═══ Provided records

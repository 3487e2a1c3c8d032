//! WebSocket connection manager
//!
//! Owns the single duplex connection to the backend. Outbound messages are
//! queued to a writer half; inbound text frames are parsed and forwarded to
//! the driver as [`ConnectionEvent`]s. Frames that fail to parse are logged
//! and dropped without closing the connection.

use std::sync::atomic::{AtomicBool, Ordering};
use std::sync::Arc;
use std::time::Duration;

use async_trait::async_trait;
use futures::{SinkExt, StreamExt};
use tokio::net::TcpStream;
use tokio::sync::mpsc;
use tokio_tungstenite::tungstenite::Message;
use tokio_tungstenite::{connect_async, MaybeTlsStream, WebSocketStream};
use tokio_util::sync::CancellationToken;

use rx_core::error::TransportError;
use rx_core::traits::MessageSink;
use rx_protocol::{Inbound, Outbound};

/// Channel capacity for events delivered to the driver.
///
/// The backend sends at most one reply per request plus the identity
/// message, so the buffer only absorbs bursts while the driver is busy
/// awaiting an upload.
const CONNECTION_EVENT_CHANNEL_CAPACITY: usize = 64;

/// Channel capacity for outbound frames awaiting the writer
const OUTBOUND_CHANNEL_CAPACITY: usize = 32;

type WsStream = WebSocketStream<MaybeTlsStream<TcpStream>>;

/// Events produced by the connection
#[derive(Debug, Clone, PartialEq, Eq)]
pub enum ConnectionEvent {
    /// A parsed inbound message
    Message(Inbound),
    /// The connection is gone. Always the last event.
    Closed { reason: String },
}

/// Handle to an open WebSocket connection
pub struct ConnectionManager {
    url: String,
    outbound_tx: mpsc::Sender<Outbound>,
    open: Arc<AtomicBool>,
    cancel: CancellationToken,
}

impl ConnectionManager {
    /// Open a connection to `url`.
    ///
    /// Returns the manager and the receiver for its events. The attempt is
    /// bounded by `connect_timeout`.
    pub async fn open(
        url: &str,
        connect_timeout: Duration,
    ) -> Result<(Self, mpsc::Receiver<ConnectionEvent>), TransportError> {
        tracing::debug!("Connecting to {}", url);

        let (stream, _response) = tokio::time::timeout(connect_timeout, connect_async(url))
            .await
            .map_err(|_| TransportError::ConnectTimeout {
                url: url.to_string(),
                timeout: connect_timeout,
            })?
            .map_err(|e| TransportError::Connect {
                url: url.to_string(),
                message: e.to_string(),
            })?;

        tracing::info!("Connected to {}", url);

        let (event_tx, event_rx) = mpsc::channel(CONNECTION_EVENT_CHANNEL_CAPACITY);
        let (outbound_tx, outbound_rx) = mpsc::channel(OUTBOUND_CHANNEL_CAPACITY);
        let open = Arc::new(AtomicBool::new(true));
        let cancel = CancellationToken::new();

        tokio::spawn(run_connection(
            stream,
            outbound_rx,
            event_tx,
            Arc::clone(&open),
            cancel.clone(),
        ));

        Ok((
            Self {
                url: url.to_string(),
                outbound_tx,
                open,
                cancel,
            },
            event_rx,
        ))
    }

    /// URL this connection was opened against
    pub fn url(&self) -> &str {
        &self.url
    }
}

impl Drop for ConnectionManager {
    fn drop(&mut self) {
        self.cancel.cancel();
    }
}

#[async_trait]
impl MessageSink for ConnectionManager {
    async fn send(&self, message: Outbound) -> Result<(), TransportError> {
        if !self.is_open() {
            return Err(TransportError::Closed);
        }
        self.outbound_tx
            .send(message)
            .await
            .map_err(|_| TransportError::Closed)
    }

    fn is_open(&self) -> bool {
        self.open.load(Ordering::SeqCst)
    }

    async fn close(&self) -> Result<(), TransportError> {
        tracing::debug!("Closing connection to {}", self.url);
        self.cancel.cancel();
        Ok(())
    }
}

/// Pump frames in both directions until either side closes.
///
/// Emits exactly one `Closed` event on exit.
async fn run_connection(
    stream: WsStream,
    mut outbound_rx: mpsc::Receiver<Outbound>,
    event_tx: mpsc::Sender<ConnectionEvent>,
    open: Arc<AtomicBool>,
    cancel: CancellationToken,
) {
    let (mut ws_tx, mut ws_rx) = stream.split();

    let reason = loop {
        tokio::select! {
            _ = cancel.cancelled() => {
                let _ = ws_tx.send(Message::Close(None)).await;
                break "closed by client".to_string();
            }

            outbound = outbound_rx.recv() => {
                let Some(message) = outbound else {
                    let _ = ws_tx.send(Message::Close(None)).await;
                    break "client dropped".to_string();
                };
                let json = match message.to_json() {
                    Ok(json) => json,
                    Err(e) => {
                        tracing::error!("Failed to encode {} message: {}", message.kind(), e);
                        continue;
                    }
                };
                tracing::debug!(kind = message.kind(), "Sending message");
                if let Err(e) = ws_tx.send(Message::Text(json.into())).await {
                    break format!("send failed: {}", e);
                }
            }

            frame = ws_rx.next() => {
                match frame {
                    Some(Ok(Message::Text(text))) => {
                        match Inbound::from_json(&text) {
                            Ok(message) => {
                                tracing::debug!(kind = message.kind(), "Received message");
                                if event_tx.send(ConnectionEvent::Message(message)).await.is_err() {
                                    break "event receiver dropped".to_string();
                                }
                            }
                            Err(e) => {
                                tracing::warn!("Dropping malformed frame: {}", e);
                            }
                        }
                    }
                    Some(Ok(Message::Close(frame))) => {
                        break match frame {
                            Some(frame) if !frame.reason.is_empty() => {
                                format!("closed by server: {}", frame.reason)
                            }
                            _ => "closed by server".to_string(),
                        };
                    }
                    Some(Ok(Message::Binary(_))) => {
                        tracing::warn!("Ignoring binary frame");
                    }
                    Some(Ok(_)) => {}
                    Some(Err(e)) => break format!("receive failed: {}", e),
                    None => break "connection ended".to_string(),
                }
            }
        }
    };

    open.store(false, Ordering::SeqCst);
    tracing::info!("Connection closed: {}", reason);
    let _ = event_tx.send(ConnectionEvent::Closed { reason }).await;
}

══════

**What you need to do**
Nothing in the data above should change. Please copy it all.

**Solution for this exercise**
repository 3487e2a1c3c8d032
//! WebSocket connection manager
//!
//! Owns the single duplex connection to the backend. Outbound messages are
//! queued to a writer half; inbound text frames are parsed and forwarded to
//! the driver as [`ConnectionEvent`]s. Frames that fail to parse are logged
//! and dropped without closing the connection.

use std::sync::atomic::{AtomicBool, Ordering};
use std::sync::Arc;
use std::time::Duration;

use async_trait::async_trait;
use futures::{SinkExt, StreamExt};
use tokio::net::TcpStream;
use tokio::sync::mpsc;
use tokio_tungstenite::tungstenite::Message;
use tokio_tungstenite::{connect_async, MaybeTlsStream, WebSocketStream};
use tokio_util::sync::CancellationToken;

use rx_core::error::TransportError;
use rx_core::traits::MessageSink;
use rx_protocol::{Inbound, Outbound};

/// Channel capacity for events delivered to the driver.
///
/// The backend sends at most one reply per request plus the identity
/// message, so the buffer only absorbs bursts while the driver is busy
/// awaiting an upload.
const CONNECTION_EVENT_CHANNEL_CAPACITY: usize = 64;

/// Channel capacity for outbound frames awaiting the writer
const OUTBOUND_CHANNEL_CAPACITY: usize = 32;

type WsStream = WebSocketStream<MaybeTlsStream<TcpStream>>;

/// Events produced by the connection
#[derive(Debug, Clone, PartialEq, Eq)]
pub enum ConnectionEvent {
    /// A parsed inbound message
    Message(Inbound),
    /// The connection is gone. Always the last event.
    Closed { reason: String },
}

/// Handle to an open WebSocket connection
pub struct ConnectionManager {
    url: String,
    outbound_tx: mpsc::Sender<Outbound>,
    open: Arc<AtomicBool>,
    cancel: CancellationToken,
}

impl ConnectionManager {
    /// Open a connection to `url`.
    ///
    /// Returns the manager and the receiver for its events. The attempt is
    /// bounded by `connect_timeout`.
    pub async fn open(
        url: &str,
        connect_timeout: Duration,
    ) -> Result<(Self, mpsc::Receiver<ConnectionEvent>), TransportError> {
        tracing::debug!("Connecting to {}", url);

        let (stream, _response) = tokio::time::timeout(connect_timeout, connect_async(url))
            .await
            .map_err(|_| TransportError::ConnectTimeout {
                url: url.to_string(),
                timeout: connect_timeout,
            })?
            .map_err(|e| TransportError::Connect {
                url: url.to_string(),
                message: e.to_string(),
            })?;

        tracing::info!("Connected to {}", url);

        let (event_tx, event_rx) = mpsc::channel(CONNECTION_EVENT_CHANNEL_CAPACITY);
        let (outbound_tx, outbound_rx) = mpsc::channel(OUTBOUND_CHANNEL_CAPACITY);
        let open = Arc::new(AtomicBool::new(true));
        let cancel = CancellationToken::new();

        tokio::spawn(run_connection(
            stream,
            outbound_rx,
            event_tx,
            Arc::clone(&open),
            cancel.clone(),
        ));

        Ok((
            Self {
                url: url.to_string(),
                outbound_tx,
                open,
                cancel,
            },
            event_rx,
        ))
    }

    /// URL this connection was opened against
    pub fn url(&self) -> &str {
        &self.url
    }
}

impl Drop for ConnectionManager {
    fn drop(&mut self) {
        self.cancel.cancel();
    }
}

#[async_trait]
impl MessageSink for ConnectionManager {
    async fn send(&self, message: Outbound) -> Result<(), TransportError> {
        if !self.is_open() {
            return Err(TransportError::Closed);
        }
        self.outbound_tx
            .send(message)
            .await
            .map_err(|_| TransportError::Closed)
    }

    fn is_open(&self) -> bool {
        self.open.load(Ordering::SeqCst)
    }

    async fn close(&self) -> Result<(), TransportError> {
        tracing::debug!("Closing connection to {}", self.url);
        self.cancel.cancel();
        Ok(())
    }
}

/// Pump frames in both directions until either side closes.
///
/// Emits exactly one `Closed` event on exit.
async fn run_connection(
    stream: WsStream,
    mut outbound_rx: mpsc::Receiver<Outbound>,
    event_tx: mpsc::Sender<ConnectionEvent>,
    open: Arc<AtomicBool>,
    cancel: CancellationToken,
) {
    let (mut ws_tx, mut ws_rx) = stream.split();

    let reason = loop {
        tokio::select! {
            _ = cancel.cancelled() => {
                let _ = ws_tx.send(Message::Close(None)).await;
                break "closed by client".to_string();
            }

            outbound = outbound_rx.recv() => {
                let Some(message) = outbound else {
                    let _ = ws_tx.send(Message::Close(None)).await;
                    break "client dropped".to_string();
                };
                let json = match message.to_json() {
                    Ok(json) => json,
                    Err(e) => {
                        tracing::error!("Failed to encode {} message: {}", message.kind(), e);
                        continue;
                    }
                };
                tracing::debug!(kind = message.kind(), "Sending message");
                if let Err(e) = ws_tx.send(Message::Text(json.into())).await {
                    break format!("send failed: {}", e);
                }
            }

            frame = ws_rx.next() => {
                match frame {
                    Some(Ok(Message::Text(text))) => {
                        match Inbound::from_json(&text) {
                            Ok(message) => {
                                tracing::debug!(kind = message.kind(), "Received message");
                                if event_tx.send(ConnectionEvent::Message(message)).await.is_err() {
                                    break "event receiver dropped".to_string();
                                }
                            }
                            Err(e) => {
                                tracing::warn!("Dropping malformed frame: {}", e);
                            }
                        }
                    }
                    Some(Ok(Message::Close(frame))) => {
                        break match frame {
                            Some(frame) if !frame.reason.is_empty() => {
                                format!("closed by server: {}", frame.reason)
                            }
                            _ => "closed by server".to_string(),
                        };
                    }
                    Some(Ok(Message::Binary(_))) => {
                        tracing::warn!("Ignoring binary frame");
                    }
                    Some(Ok(_)) => {}
                    Some(Err(e)) => break format!("receive failed: {}", e),
                    None => break "connection ended".to_string(),
                }
            }
        }
    };

    open.store(false, Ordering::SeqCst);
    tracing::info!("Connection closed: {}", reason);
    let _ = event_tx.send(ConnectionEvent::Closed { reason }).await;
}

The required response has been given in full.